Sex and an occasional revolution aside, France is a conservative society -- wedded to old customs, traditional foods and historic buildings. Cafes boast that they haven't changed their menu or decor since the 1920s.
Like so many other Americans who visit France, my wife and I marveled at the French ability to savor life. Too often, dinner at my house is a 20-minute affair on a tray in front of the television, not the leisurely two-hour celebration of food, family and friends that seems to be part of the French DNA.
Sarkozy is probably right that the French should work harder. But who do you think is happier -- the harried American or the Frenchman who knows how to relax?
So for two weeks, my wife and I tried to fit into the French lifestyle. We settled into a book-lined Left Bank apartment on a quiet street on the border of the 6th and 7th arrondissements -- a roomy, sunlit artist's garret filled with paintings by the owner.
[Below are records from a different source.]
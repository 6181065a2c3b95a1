use serde::{Deserialize, Serialize};
use serde_json::Value;

use super::OverlayError;

/// Geographic position, latitude first. Serialized as `[lat, lon]`.
#[derive(Debug, Clone, Copy, PartialEq, Serialize, Deserialize)]
#[serde(from = "[f64; 2]", into = "[f64; 2]")]
pub struct GeoPoint {
    pub lat: f64,
    pub lon: f64,
}

impl GeoPoint {
    pub const fn new(lat: f64, lon: f64) -> Self {
        Self { lat, lon }
    }
}

impl From<[f64; 2]> for GeoPoint {
    fn from([lat, lon]: [f64; 2]) -> Self {
        Self { lat, lon }
    }
}

impl From<GeoPoint> for [f64; 2] {
    fn from(p: GeoPoint) -> Self {
        [p.lat, p.lon]
    }
}

/// Feature identifiers come as numbers or strings
#[derive(Debug, Clone, PartialEq, Eq, Hash, Serialize, Deserialize)]
#[serde(untagged)]
pub enum FeatureId {
    Number(i64),
    Text(String),
}

impl std::fmt::Display for FeatureId {
    fn fmt(&self, f: &mut std::fmt::Formatter<'_>) -> std::fmt::Result {
        match self {
            FeatureId::Number(n) => write!(f, "{}", n),
            FeatureId::Text(s) => f.write_str(s),
        }
    }
}

/// Per-feature properties as authored in the map constructor
#[derive(Debug, Clone, PartialEq, Default, Serialize, Deserialize)]
#[serde(rename_all = "camelCase", default)]
pub struct FeatureProperties {
    pub icon_caption: Option<String>,
    pub description: Option<String>,
    pub action_id: Option<String>,
    pub file_url: Option<String>,
    pub video_url: Option<String>,
    pub button_text: Option<String>,
    pub video_button_text: Option<String>,
    pub fill: Option<String>,
    pub stroke: Option<String>,
}

#[derive(Debug, Clone, PartialEq)]
pub enum Geometry {
    Point(GeoPoint),
    /// Rings; the first is the outer boundary
    Polygon(Vec<Vec<GeoPoint>>),
}

#[derive(Debug, Clone, PartialEq)]
pub struct Feature {
    pub id: FeatureId,
    pub geometry: Geometry,
    pub properties: FeatureProperties,
}

/// Swap every `[a, b]` number pair, at any depth, to `[b, a]`
pub fn swap_coordinates(coords: &Value) -> Value {
    match coords {
        Value::Array(items) if items.len() == 2 && items[0].is_number() => {
            Value::Array(vec![items[1].clone(), items[0].clone()])
        }
        Value::Array(items) => Value::Array(items.iter().map(swap_coordinates).collect()),
        other => other.clone(),
    }
}

#[derive(Deserialize)]
struct RawCollection {
    features: Vec<RawFeature>,
}

#[derive(Deserialize)]
struct RawFeature {
    #[serde(default)]
    id: Option<FeatureId>,
    geometry: RawGeometry,
    #[serde(default)]
    properties: FeatureProperties,
}

#[derive(Deserialize)]
struct RawGeometry {
    #[serde(rename = "type")]
    kind: String,
    coordinates: Value,
}

/// Convert a `(lon, lat)` feature collection into overlay features.
///
/// Points and polygons are kept; other geometry types are skipped with a
/// warning. Features without an id get their index.
pub fn ingest_features(collection: &Value) -> Result<Vec<Feature>, OverlayError> {
    let raw: RawCollection = serde_json::from_value(collection.clone())
        .map_err(|e| OverlayError::Features(e.to_string()))?;

    let mut features = Vec::with_capacity(raw.features.len());
    for (index, feature) in raw.features.into_iter().enumerate() {
        let coordinates = swap_coordinates(&feature.geometry.coordinates);
        let parse_error = |e: serde_json::Error| OverlayError::Features(format!("feature {}: {}", index, e));

        let geometry = match feature.geometry.kind.as_str() {
            "Point" => Geometry::Point(serde_json::from_value(coordinates).map_err(parse_error)?),
            "Polygon" => Geometry::Polygon(serde_json::from_value(coordinates).map_err(parse_error)?),
            other => {
                log::warn!("Skipping feature {} with unsupported geometry '{}'", index, other);
                continue;
            }
        };

        features.push(Feature {
            id: feature.id.unwrap_or(FeatureId::Number(index as i64)),
            geometry,
            properties: feature.properties,
        });
    }
    Ok(features)
}

/// Even-odd ray cast of `point` against a ring (latitude as x)
pub fn point_in_polygon(point: GeoPoint, ring: &[GeoPoint]) -> bool {
    let (x, y) = (point.lat, point.lon);
    let mut inside = false;
    let mut j = ring.len().wrapping_sub(1);
    for (i, pi) in ring.iter().enumerate() {
        let pj = ring[j];
        let crosses = (pi.lon > y) != (pj.lon > y)
            && x < (pj.lat - pi.lat) * (y - pi.lon) / (pj.lon - pi.lon) + pi.lat;
        if crosses {
            inside = !inside;
        }
        j = i;
    }
    inside
}
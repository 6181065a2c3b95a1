use criterion::{black_box, criterion_group, criterion_main, BenchmarkId, Criterion};
use cosmic_backdrop::core::{Canvas, DrawOp, Frame, OffscreenTarget, RefreshTicker, RenderHost};
use cosmic_backdrop::math::Color;
use cosmic_backdrop::scenes::SceneKind;
use glam::Vec2;

/// Benchmark: one full frame (draw + raster) per scene at 1080p
fn bench_scene_frames(c: &mut Criterion) {
    let mut group = c.benchmark_group("scene_frame");

    for kind in SceneKind::ALL {
        let target = OffscreenTarget::new(1920.0, 1080.0);
        let mut host = RenderHost::mount(&target, kind.create(7), Box::new(RefreshTicker))
            .expect("offscreen target always has a context");
        host.pointer_moved(Vec2::new(700.0, 400.0));

        group.bench_with_input(BenchmarkId::new("1080p", format!("{:?}", kind)), &kind, |b, _| {
            b.iter(|| black_box(host.frame()));
        });
    }

    group.finish();
}

/// Benchmark: queueing only, no raster
fn bench_scene_draw_calls(c: &mut Criterion) {
    let mut group = c.benchmark_group("scene_draw");

    for kind in SceneKind::ALL {
        let mut scene = kind.create(7);
        let mut canvas = Canvas::new(1, 1);
        let mut number = 0u64;

        group.bench_with_input(BenchmarkId::new("queue", format!("{:?}", kind)), &kind, |b, _| {
            b.iter(|| {
                number += 1;
                let frame = Frame::new(number, 1920.0, 1080.0, number as f32 * 0.01, Vec2::new(960.0, 540.0));
                scene.draw(&mut canvas, &frame);
                let queued = canvas.pending().len();
                canvas.discard_pending();
                black_box(queued)
            });
        });
    }

    group.finish();
}

/// Benchmark: raster primitives at growing density
fn bench_raster_primitives(c: &mut Criterion) {
    let mut group = c.benchmark_group("raster");

    for scale in [1.0f32, 2.0, 3.0].iter() {
        group.bench_with_input(BenchmarkId::new("circles", scale), scale, |b, &scale| {
            let mut canvas = Canvas::with_scale((800.0 * scale) as u32, (600.0 * scale) as u32, scale);
            b.iter(|| {
                for i in 0..500 {
                    let t = i as f32;
                    canvas.push(DrawOp::Circle {
                        cx: (t * 37.0) % 800.0,
                        cy: (t * 53.0) % 600.0,
                        radius: 1.0 + (t % 5.0),
                        color: Color::rgba(0, 247, 255, 0.6),
                    });
                }
                canvas.flush();
            });
        });

        group.bench_with_input(BenchmarkId::new("trail_fill", scale), scale, |b, &scale| {
            let mut canvas = Canvas::with_scale((800.0 * scale) as u32, (600.0 * scale) as u32, scale);
            b.iter(|| {
                canvas.push(DrawOp::Fill(Color::rgba(5, 5, 8, 0.2)));
                canvas.flush();
            });
        });
    }

    group.finish();
}

criterion_group!(benches, bench_scene_frames, bench_scene_draw_calls, bench_raster_primitives);
criterion_main!(benches);
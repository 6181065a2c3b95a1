use glam::{Vec2, Vec3};
use rand::{rngs::StdRng, Rng, SeedableRng};

use crate::core::{Canvas, DrawOp, Frame, SceneGenerator};
use crate::math::{perspective_project, Color};

pub const STAR_COUNT: usize = 800;
const SPEED: f32 = 2.0;
const FOCAL_LENGTH: f32 = 128.0;
const TRAIL: Color = Color::rgba(10, 10, 15, 0.4);

/// Star in a centred frame; `z` is depth, shrinking toward the viewer
#[derive(Debug, Clone, Copy, PartialEq)]
pub struct Star {
    pub position: Vec3,
}

/// Global backdrop: stars flying toward the viewer.
///
/// The far plane is the current logical width. Stars are spawned on the
/// first frame and recycled in place, never added or removed.
pub struct StarfieldScene {
    stars: Vec<Star>,
    rng: StdRng,
}

impl StarfieldScene {
    pub fn new(seed: u64) -> Self {
        Self { stars: Vec::new(), rng: StdRng::seed_from_u64(seed) }
    }

    pub fn stars(&self) -> &[Star] {
        &self.stars
    }

    fn spawn_xy(rng: &mut StdRng, width: f32, height: f32) -> (f32, f32) {
        ((rng.gen::<f32>() - 0.5) * width, (rng.gen::<f32>() - 0.5) * height)
    }

    /// Move every star one step closer; stars reaching the viewer are
    /// respawned at the far plane
    pub fn step(&mut self, frame: &Frame) {
        let far = frame.width;
        let rng = &mut self.rng;

        if self.stars.is_empty() {
            self.stars = (0..STAR_COUNT)
                .map(|_| {
                    let (x, y) = Self::spawn_xy(rng, frame.width, frame.height);
                    Star { position: Vec3::new(x, y, rng.gen::<f32>() * far) }
                })
                .collect();
        }

        for star in &mut self.stars {
            let z = star.position.z - SPEED;
            if z <= 0.0 {
                let (x, y) = Self::spawn_xy(rng, frame.width, frame.height);
                star.position = Vec3::new(x, y, far);
            } else {
                star.position.z = z;
            }
        }
    }

    /// Screen position of a star, only when it lands on the surface
    pub fn project(star: &Star, frame: &Frame) -> Option<Vec2> {
        let p = perspective_project(star.position, FOCAL_LENGTH, frame.center());
        let on_surface = p.x >= 0.0 && p.x < frame.width && p.y >= 0.0 && p.y < frame.height;
        on_surface.then_some(p)
    }
}

impl SceneGenerator for StarfieldScene {
    fn draw(&mut self, canvas: &mut Canvas, frame: &Frame) {
        canvas.push(DrawOp::Fill(TRAIL));
        self.step(frame);

        let far = frame.width;
        for star in &self.stars {
            let Some(p) = Self::project(star, frame) else {
                continue;
            };
            let nearness = 1.0 - star.position.z / far;
            canvas.push(DrawOp::Circle {
                cx: p.x,
                cy: p.y,
                radius: (nearness * 2.5).max(0.1),
                color: Color::WHITE.with_alpha(nearness.clamp(0.0, 1.0)),
            });
        }
    }

    fn name(&self) -> &str {
        "Starfield"
    }
}

#[cfg(test)]
mod tests {
    use super::*;

    fn frame(width: f32, height: f32) -> Frame {
        Frame::new(0, width, height, 0.0, Vec2::new(width / 2.0, height / 2.0))
    }

    #[test]
    fn stars_spawn_within_centered_frame() {
        let mut scene = StarfieldScene::new(5);
        scene.step(&frame(800.0, 600.0));

        assert_eq!(scene.stars().len(), STAR_COUNT);
        for star in scene.stars() {
            assert!(star.position.x >= -400.0 && star.position.x < 400.0);
            assert!(star.position.y >= -300.0 && star.position.y < 300.0);
            assert!(star.position.z <= 800.0);
        }
    }

    #[test]
    fn stars_reset_exactly_when_crossing_viewer() {
        let mut scene = StarfieldScene::new(9);
        let frame = frame(400.0, 300.0);
        scene.step(&frame);

        for _ in 0..300 {
            let before: Vec<f32> = scene.stars().iter().map(|s| s.position.z).collect();
            scene.step(&frame);
            for (z, star) in before.iter().zip(scene.stars()) {
                if z - SPEED <= 0.0 {
                    assert_eq!(star.position.z, 400.0);
                } else {
                    assert_eq!(star.position.z, z - SPEED);
                }
            }
            assert_eq!(scene.stars().len(), STAR_COUNT);
        }
    }

    #[test]
    fn only_on_surface_stars_are_drawn() {
        let mut scene = StarfieldScene::new(2);
        let frame = frame(320.0, 200.0);
        let mut canvas = Canvas::new(320, 200);
        scene.draw(&mut canvas, &frame);

        let drawn: Vec<_> = canvas
            .pending()
            .iter()
            .filter_map(|op| match op {
                DrawOp::Circle { cx, cy, .. } => Some((*cx, *cy)),
                _ => None,
            })
            .collect();
        assert!(!drawn.is_empty());
        for (x, y) in drawn {
            assert!((0.0..320.0).contains(&x));
            assert!((0.0..200.0).contains(&y));
        }
    }

    #[test]
    fn degenerate_projection_is_skipped() {
        let star = Star { position: Vec3::new(10.0, 10.0, 0.0) };
        assert_eq!(StarfieldScene::project(&star, &frame(100.0, 100.0)), None);
    }
}
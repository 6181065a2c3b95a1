use super::timer::Accumulator;

/// Most frames a fixed-rate ticker replays after a stall
pub const MAX_CATCH_UP_FRAMES: u8 = 4;

/// Frame scheduling source. The host asks how many frames are due after a
/// wall-clock interval and runs exactly that many.
pub trait Ticker {
    /// Frames due after `delta` seconds
    fn due(&mut self, delta: f32) -> u32;

    /// Target cadence in Hz, if the ticker has one
    fn target_hz(&self) -> Option<f32> {
        None
    }
}

/// One frame per refresh signal, whatever the elapsed time. Matches a
/// display-synchronised redraw and lets tests single-step.
#[derive(Debug, Clone, Copy, Default)]
pub struct RefreshTicker;

impl Ticker for RefreshTicker {
    fn due(&mut self, _delta: f32) -> u32 {
        1
    }
}

/// Frames at a fixed target cadence measured against wall time
#[derive(Debug, Clone)]
pub struct FixedRateTicker {
    accumulator: Accumulator,
}

impl FixedRateTicker {
    pub fn new(hz: f32) -> Self {
        Self {
            accumulator: Accumulator::new(hz, MAX_CATCH_UP_FRAMES),
        }
    }
}

impl Ticker for FixedRateTicker {
    fn due(&mut self, delta: f32) -> u32 {
        self.accumulator.tick(delta).count() as u32
    }

    fn target_hz(&self) -> Option<f32> {
        Some(1.0 / self.accumulator.timestep())
    }
}
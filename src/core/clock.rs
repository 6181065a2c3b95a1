use std::time::Instant;

/// Time added to the animation clock on every frame
pub const FRAME_STEP: f32 = 0.01;

/// Animation clock - advances by a fixed step per frame, not by wall time.
/// Visual speed therefore follows the achieved frame rate.
#[derive(Debug, Clone, Copy)]
pub struct AnimationClock {
    time: f32,
    step: f32,
    frames: u64,
}

impl AnimationClock {
    pub fn new() -> Self {
        Self::with_step(FRAME_STEP)
    }

    pub fn with_step(step: f32) -> Self {
        Self {
            time: 0.0,
            step,
            frames: 0,
        }
    }

    /// Advance one frame and return the new animation time
    pub fn tick(&mut self) -> f32 {
        self.time += self.step;
        self.frames += 1;
        self.time
    }

    pub fn time(&self) -> f32 {
        self.time
    }

    pub fn frames(&self) -> u64 {
        self.frames
    }
}

impl Default for AnimationClock {
    fn default() -> Self {
        Self::new()
    }
}

/// Wall clock - tracks delta time between ticks, feeds tickers
#[derive(Debug)]
pub struct WallClock {
    last_tick: Instant,
}

impl WallClock {
    /// Create new clock starting now
    pub fn new() -> Self {
        Self {
            last_tick: Instant::now(),
        }
    }

    /// Get delta time since last tick and advance clock
    /// Returns delta in seconds
    pub fn tick(&mut self) -> f32 {
        let now = Instant::now();
        let delta = now.duration_since(self.last_tick).as_secs_f32();
        self.last_tick = now;
        delta
    }

    /// Reset clock to current time
    pub fn reset(&mut self) {
        self.last_tick = Instant::now();
    }
}

impl Default for WallClock {
    fn default() -> Self {
        Self::new()
    }
}
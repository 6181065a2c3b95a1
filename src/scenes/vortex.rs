use super::NEON;
use crate::core::{Canvas, DrawOp, Frame, SceneGenerator};
use crate::math::{polar_to_cartesian, Color};

const POINT_COUNT: u32 = 100;
const POINTER_PULL: f32 = 0.1;
const TRAIL: Color = Color::rgba(5, 5, 8, 0.3);

/// Contact background: an expanding spiral around a pointer-attracted centre
pub struct VortexScene;

impl SceneGenerator for VortexScene {
    fn draw(&mut self, canvas: &mut Canvas, frame: &Frame) {
        canvas.push(DrawOp::Fill(TRAIL));

        let center = frame.center();
        canvas.push(DrawOp::Translate(center + (frame.pointer - center) * POINTER_PULL));

        let bound = frame.width.max(frame.height) / 1.5;
        for i in 0..POINT_COUNT {
            let index = i as f32;
            let angle = index * 0.5 + frame.time * 0.5;
            let radius = (index * 5.0 + frame.time * 50.0) % bound;
            let p = polar_to_cartesian(angle, radius);

            canvas.push(DrawOp::Circle {
                cx: p.x,
                cy: p.y,
                radius: (radius * 0.01).max(0.5),
                color: if i % 3 == 0 { Color::WHITE } else { NEON },
            });
        }

        canvas.push(DrawOp::ResetTransform);
    }

    fn name(&self) -> &str {
        "Vortex"
    }
}
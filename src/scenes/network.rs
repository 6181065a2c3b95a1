use glam::Vec2;
use rand::{rngs::StdRng, Rng, SeedableRng};

use super::{BACKDROP, NEON};
use crate::core::{Canvas, DrawOp, Frame, SceneGenerator};

pub const NODE_COUNT: usize = 60;
const INTERACTION_RADIUS: f32 = 200.0;
const POINTER_STRENGTH: f32 = 0.05;
const LINK_DISTANCE: f32 = 150.0;
const MAX_SPEED: f32 = 0.25;

/// One constellation point
#[derive(Debug, Clone, Copy, PartialEq, Default)]
pub struct Node {
    pub position: Vec2,
    pub velocity: Vec2,
}

/// Philosophy background: drifting nodes linked when close, pushed away
/// from the pointer.
///
/// The node set is created on the first frame from the surface size at that
/// moment and is never resized afterwards.
pub struct NetworkScene {
    nodes: Option<[Node; NODE_COUNT]>,
    rng: StdRng,
}

impl NetworkScene {
    pub fn new(seed: u64) -> Self {
        Self { nodes: None, rng: StdRng::seed_from_u64(seed) }
    }

    /// Current node set; empty until the first frame
    pub fn nodes(&self) -> &[Node] {
        self.nodes.as_ref().map_or(&[], |nodes| nodes.as_slice())
    }

    /// Advance the simulation by one frame without drawing
    pub fn step(&mut self, frame: &Frame) {
        let bounds = Vec2::new(frame.width, frame.height);
        let rng = &mut self.rng;
        let nodes = self.nodes.get_or_insert_with(|| {
            std::array::from_fn(|_| Node {
                position: Vec2::new(rng.gen::<f32>() * bounds.x, rng.gen::<f32>() * bounds.y),
                velocity: Vec2::new(
                    rng.gen_range(-MAX_SPEED..MAX_SPEED),
                    rng.gen_range(-MAX_SPEED..MAX_SPEED),
                ),
            })
        });

        for node in nodes.iter_mut() {
            node.position += node.velocity;

            let delta = frame.pointer - node.position;
            let distance = delta.length();
            if distance < INTERACTION_RADIUS {
                let force = (INTERACTION_RADIUS - distance) / INTERACTION_RADIUS;
                node.position -= delta * force * POINTER_STRENGTH;
            }

            reflect(&mut node.position.x, &mut node.velocity.x, bounds.x);
            reflect(&mut node.position.y, &mut node.velocity.y, bounds.y);
        }
    }
}

/// Mirror a coordinate back into `[0, max]` and point its velocity inward
fn reflect(position: &mut f32, velocity: &mut f32, max: f32) {
    if *position < 0.0 {
        *position = -*position;
        *velocity = velocity.abs();
    } else if *position > max {
        *position = 2.0 * max - *position;
        *velocity = -velocity.abs();
    }
    *position = position.clamp(0.0, max.max(0.0));
}

impl SceneGenerator for NetworkScene {
    fn draw(&mut self, canvas: &mut Canvas, frame: &Frame) {
        canvas.push(DrawOp::Fill(BACKDROP));
        self.step(frame);

        let pulse = (frame.time * 2.0).sin() * 0.5 + 0.5;
        let node_color = NEON.with_alpha(0.8 + pulse * 0.2);
        let nodes = self.nodes();

        for (i, node) in nodes.iter().enumerate() {
            canvas.push(DrawOp::Circle {
                cx: node.position.x,
                cy: node.position.y,
                radius: 2.0 + pulse,
                color: node_color,
            });

            for other in &nodes[i + 1..] {
                let distance = node.position.distance(other.position);
                if distance < LINK_DISTANCE {
                    canvas.push(DrawOp::Line {
                        from: node.position,
                        to: other.position,
                        width: 0.5,
                        color: NEON.with_alpha(1.0 - distance / LINK_DISTANCE),
                    });
                }
            }
        }
    }

    fn name(&self) -> &str {
        "Network"
    }
}

#[cfg(test)]
mod tests {
    use super::*;

    fn frame(number: u64, width: f32, height: f32, pointer: Vec2) -> Frame {
        Frame::new(number, width, height, number as f32 * 0.01, pointer)
    }

    #[test]
    fn nodes_created_lazily() {
        let mut scene = NetworkScene::new(3);
        assert!(scene.nodes().is_empty());

        scene.step(&frame(0, 800.0, 600.0, Vec2::new(400.0, 300.0)));
        assert_eq!(scene.nodes().len(), NODE_COUNT);
        for node in scene.nodes() {
            assert!(node.velocity.x.abs() <= MAX_SPEED);
            assert!(node.velocity.y.abs() <= MAX_SPEED);
        }
    }

    #[test]
    fn reflect_mirrors_and_turns_inward() {
        let (mut p, mut v) = (-3.0, -1.0);
        reflect(&mut p, &mut v, 100.0);
        assert_eq!((p, v), (3.0, 1.0));

        let (mut p, mut v) = (104.0, 2.0);
        reflect(&mut p, &mut v, 100.0);
        assert_eq!((p, v), (96.0, -2.0));

        let (mut p, mut v) = (5.0, 1.0);
        reflect(&mut p, &mut v, 0.0);
        assert_eq!(p, 0.0);
    }

    #[test]
    fn pointer_pushes_nearby_nodes_away() {
        let mut scene = NetworkScene::new(3);
        scene.step(&frame(0, 800.0, 600.0, Vec2::new(-1000.0, -1000.0)));

        let index = scene
            .nodes()
            .iter()
            .position(|n| (100.0..700.0).contains(&n.position.x))
            .unwrap();
        let before = scene.nodes()[index];
        let pointer = before.position + Vec2::new(50.0, 0.0);
        scene.step(&frame(1, 800.0, 600.0, pointer));
        let after = scene.nodes()[index];

        let expected = before.position + before.velocity;
        assert!(after.position.x < expected.x - 1.0);
    }

    #[test]
    fn links_only_between_close_nodes() {
        let mut scene = NetworkScene::new(11);
        let mut canvas = Canvas::new(200, 200);
        scene.draw(&mut canvas, &frame(0, 200.0, 200.0, Vec2::new(100.0, 100.0)));

        for op in canvas.pending() {
            if let DrawOp::Line { from, to, color, .. } = op {
                assert!(from.distance(*to) < LINK_DISTANCE);
                assert!(color.a > 0.0 && color.a <= 1.0);
            }
        }
        let circles = canvas.pending().iter().filter(|op| matches!(op, DrawOp::Circle { .. }));
        assert_eq!(circles.count(), NODE_COUNT);
    }
}
pub mod cli;
pub mod core;
pub mod math;
pub mod overlay;
pub mod scenes;
pub mod supervisor;

pub use crate::core::{Canvas, DrawOp, Frame, RenderHost, SceneGenerator, SurfaceTarget};
pub use scenes::{SceneKind, Section};
pub use supervisor::SupervisedScene;
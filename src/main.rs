use std::path::Path;
use std::sync::Arc;
use std::time::Instant;

use anyhow::{Context, Result};
use clap::Parser;
use winit::{
    application::ApplicationHandler,
    event::WindowEvent,
    event_loop::{ActiveEventLoop, EventLoop},
    window::{Window, WindowId},
};

use cosmic_backdrop::cli::Cli;
use cosmic_backdrop::core::{HostInput, OffscreenTarget, Presenter, RefreshTicker, RenderHost, SceneGenerator, WallClock, WindowAdapter};
use cosmic_backdrop::math::Color;
use cosmic_backdrop::overlay::{resolve_camera, Project};
use cosmic_backdrop::scenes::SceneKind;
use cosmic_backdrop::supervisor::SupervisedScene;

const PAGE_BACKDROP: Color = Color::hex(0x050508);
const STATS_INTERVAL: f32 = 5.0;

fn supervised(kind: SceneKind, seed: u64) -> Box<dyn SceneGenerator> {
    Box::new(SupervisedScene::new(kind.create(seed)))
}

// === Application ===

struct App {
    cli: Cli,
    window: Option<Arc<Window>>,
    presenter: Option<Presenter>,
    adapter: Option<WindowAdapter>,
    host: Option<RenderHost>,
    clock: WallClock,
    stats_timer: f32,
    error: Option<anyhow::Error>,
}

impl App {
    fn new(cli: Cli) -> Self {
        Self {
            cli,
            window: None,
            presenter: None,
            adapter: None,
            host: None,
            clock: WallClock::new(),
            stats_timer: 0.0,
            error: None,
        }
    }

    fn init(&mut self, event_loop: &ActiveEventLoop) -> Result<()> {
        let window = event_loop
            .create_window(
                Window::default_attributes()
                    .with_title("Cosmic Backdrop")
                    .with_inner_size(winit::dpi::LogicalSize::new(self.cli.width, self.cli.height)),
            )
            .map(Arc::new)
            .context("failed to create window")?;

        let presenter = Presenter::new(window.clone(), PAGE_BACKDROP)?;
        let adapter = WindowAdapter::new(window.inner_size(), window.scale_factor());
        let kind = self.cli.scene_kind();
        self.host = RenderHost::mount(&adapter, supervised(kind, self.cli.seed), self.cli.ticker());

        log::info!("Showing {:?}; keys 1-6 switch scene, Escape quits", kind);
        self.clock.reset();
        self.window = Some(window);
        self.presenter = Some(presenter);
        self.adapter = Some(adapter);
        Ok(())
    }

    fn redraw(&mut self) {
        let delta = self.clock.tick();
        let (Some(host), Some(presenter)) = (&mut self.host, &mut self.presenter) else {
            return;
        };

        if host.advance(delta) > 0 {
            if let Err(e) = presenter.present(host.surface().canvas()) {
                log::error!("Present failed: {}", e);
            }
        }

        self.stats_timer += delta;
        if self.stats_timer >= STATS_INTERVAL {
            log::debug!("'{}' {} frames, t={:.2}", host.scene_name(), host.frames_drawn(), host.time());
            self.stats_timer = 0.0;
        }
    }
}

impl ApplicationHandler for App {
    fn resumed(&mut self, event_loop: &ActiveEventLoop) {
        if self.window.is_none() {
            if let Err(e) = self.init(event_loop) {
                self.error = Some(e);
                event_loop.exit();
            }
        }
    }

    fn window_event(&mut self, event_loop: &ActiveEventLoop, _window_id: WindowId, event: WindowEvent) {
        if let WindowEvent::RedrawRequested = event {
            self.redraw();
            return;
        }

        let Some(adapter) = &mut self.adapter else {
            return;
        };
        let Some(input) = adapter.translate(&event) else {
            return;
        };

        match input {
            HostInput::Exit => event_loop.exit(),
            HostInput::Pointer(position) => {
                if let Some(host) = &mut self.host {
                    host.pointer_moved(position);
                }
            }
            HostInput::Resized => {
                let size = adapter.physical_size();
                if let Some(presenter) = &mut self.presenter {
                    presenter.resize(size.width, size.height);
                }
                if let Some(host) = &mut self.host {
                    host.resize(&*adapter);
                }
            }
            HostInput::Select(kind) => {
                if let Some(host) = &mut self.host {
                    host.swap_scene(supervised(kind, self.cli.seed));
                }
            }
        }
    }

    fn about_to_wait(&mut self, _event_loop: &ActiveEventLoop) {
        if let Some(window) = &self.window {
            window.request_redraw();
        }
    }
}

/// Run frames against an in-memory surface and report timing
fn run_headless(cli: &Cli, frames: u64) -> Result<()> {
    let target = OffscreenTarget::new(cli.width as f32, cli.height as f32).with_scale(cli.scale);
    let kind = cli.scene_kind();
    let mut host = RenderHost::mount(&target, supervised(kind, cli.seed), Box::new(RefreshTicker))
        .context("offscreen target has no drawing context")?;

    let start = Instant::now();
    for _ in 0..frames {
        host.frame();
    }
    let elapsed = start.elapsed().as_secs_f64();

    let (w, h) = host.surface().physical_size();
    log::info!(
        "{:?}: {} frames at {}x{} in {:.3}s ({:.2} ms/frame)",
        kind,
        host.frames_drawn(),
        w,
        h,
        elapsed,
        elapsed * 1000.0 / frames.max(1) as f64
    );
    Ok(())
}

fn report_projects(path: &Path, viewport_width: f32) -> Result<()> {
    let projects = Project::load_file(path)?;
    for project in &projects {
        let camera = resolve_camera(project, viewport_width);
        log::info!(
            "{} ({}): camera [{:.6}, {:.6}] zoom {:.2}",
            project.title,
            project.region,
            camera.center.lat,
            camera.center.lon,
            camera.zoom
        );
    }
    Ok(())
}

fn main() -> Result<()> {
    env_logger::init();
    let cli = Cli::parse();

    if let Some(path) = &cli.projects {
        report_projects(path, cli.width as f32)?;
    }

    if let Some(frames) = cli.headless_frames {
        return run_headless(&cli, frames);
    }

    let event_loop = EventLoop::new()?;
    let mut app = App::new(cli);
    event_loop.run_app(&mut app)?;

    match app.error.take() {
        Some(e) => Err(e),
        None => Ok(()),
    }
}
No more expensive than Wrightsville Beach.
Just a few blocks away were the Seine, the Louvre, the Musee d'Orsay and dozens of restaurants, butcher shops, cheese shops, pastry stores and bakers. American writer Ernest Hemingway, German composer Richard Wagner and French playwright Racine had once lived on the next street over. The University of Paris was next door.
One night, former tennis star John McEnroe and novelist John Grisham showed up (in different groups) at a neighborhood cafe, Brasserie Lipp (circa 1880).
The only bad experience was when I broke my leg, falling down the steps outside our Paris apartment. There was no wine involved. I swear.
I've always found the French to be polite. Paris is a big city, so they are not Southern friendly. But we met a lot of nice people who went out of their way to be helpful and who patiently worked through the language barrier.
I was muttering out loud in a rest room on why I couldn't get the spigot to work, when I received this advice.
"Perhaps, it is because you are in the wrong bathroom," a woman said.